Wilkerson was reported present during early 1862 but, beginning June 25 was absent for 208 days with the Pioneer Corps of Major General A.P. Hill’s Light Division (to which the 34th North Carolina belonged), returning to duty with Company C on January 18, 1863. For that extra duty, he was to be paid an additional 25 cents per day.

On May 2, 1863, the 34th North Carolina, as part of General Dorsey Pender’s Brigade, participated in General Stonewall Jackson’s celebrated flank march around the right flank of the Army of the Potomac at Chancellorsville. The subsequent attack by Jackson’s men routed a substantial part of the Federal force, but the Rebels encountered much stiffer resistance on the following day. Pender’s Brigade engaged in repeated attacks until the men were “out of ammunition, broken down, and badly cut up.” The 34th North Carolina sustained serious losses, with more than one hundred men wounded and forty men killed or mortally wounded in action. One of the latter was Private Wilkerson, who was killed on May 3.

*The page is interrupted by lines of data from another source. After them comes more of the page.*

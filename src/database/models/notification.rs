use chrono::{DateTime, Utc};
use serde::{Deserialize, Serialize};
use sqlx::FromRow;
use uuid::Uuid;

/// 通知实体，每个 (接收者, 群组, 触发事件) 一条，只追加
#[derive(Debug, Clone, Serialize, Deserialize, FromRow)]
pub struct NotificationEntity {
    pub id: Uuid,
    pub user_id: Uuid,
    pub group_id: Uuid,
    pub message: String,
    pub created_at: DateTime<Utc>,
}

/// 带群组名称的通知，用于通知列表
#[derive(Debug, Clone, Serialize, Deserialize, FromRow)]
pub struct NotificationWithGroup {
    pub id: Uuid,
    pub user_id: Uuid,
    pub group_id: Uuid,
    pub message: String,
    pub created_at: DateTime<Utc>,
    pub group_name: String,
}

On June 22, 1862, Wilkerson’s father, William Wilkerson, filed a claim with the Confederate War Department for back pay and other monies due his son, amounting to $133.60, an unusually large sum for an enlisted man. (James left no wife nor children.) He had never been paid for his extra duty with the divisional pioneers, but more than half the sum due was for “Commutation for clothing from Sept 2, 1862 . . . to October 8th 36 days @ 14 ct per day 5.04. . . . Ditto from October 8 1862 to May 3 1863 208 days @ 37 ct 76.96.”

“Commutation for clothing” was monetary compensation granted to a soldier in lieu of uniform items he could otherwise expect to be issued. Apparently Wilkerson never received part or all of his uniform, and provided his own clothing, a supposition that is apparently confirmed by his photograph.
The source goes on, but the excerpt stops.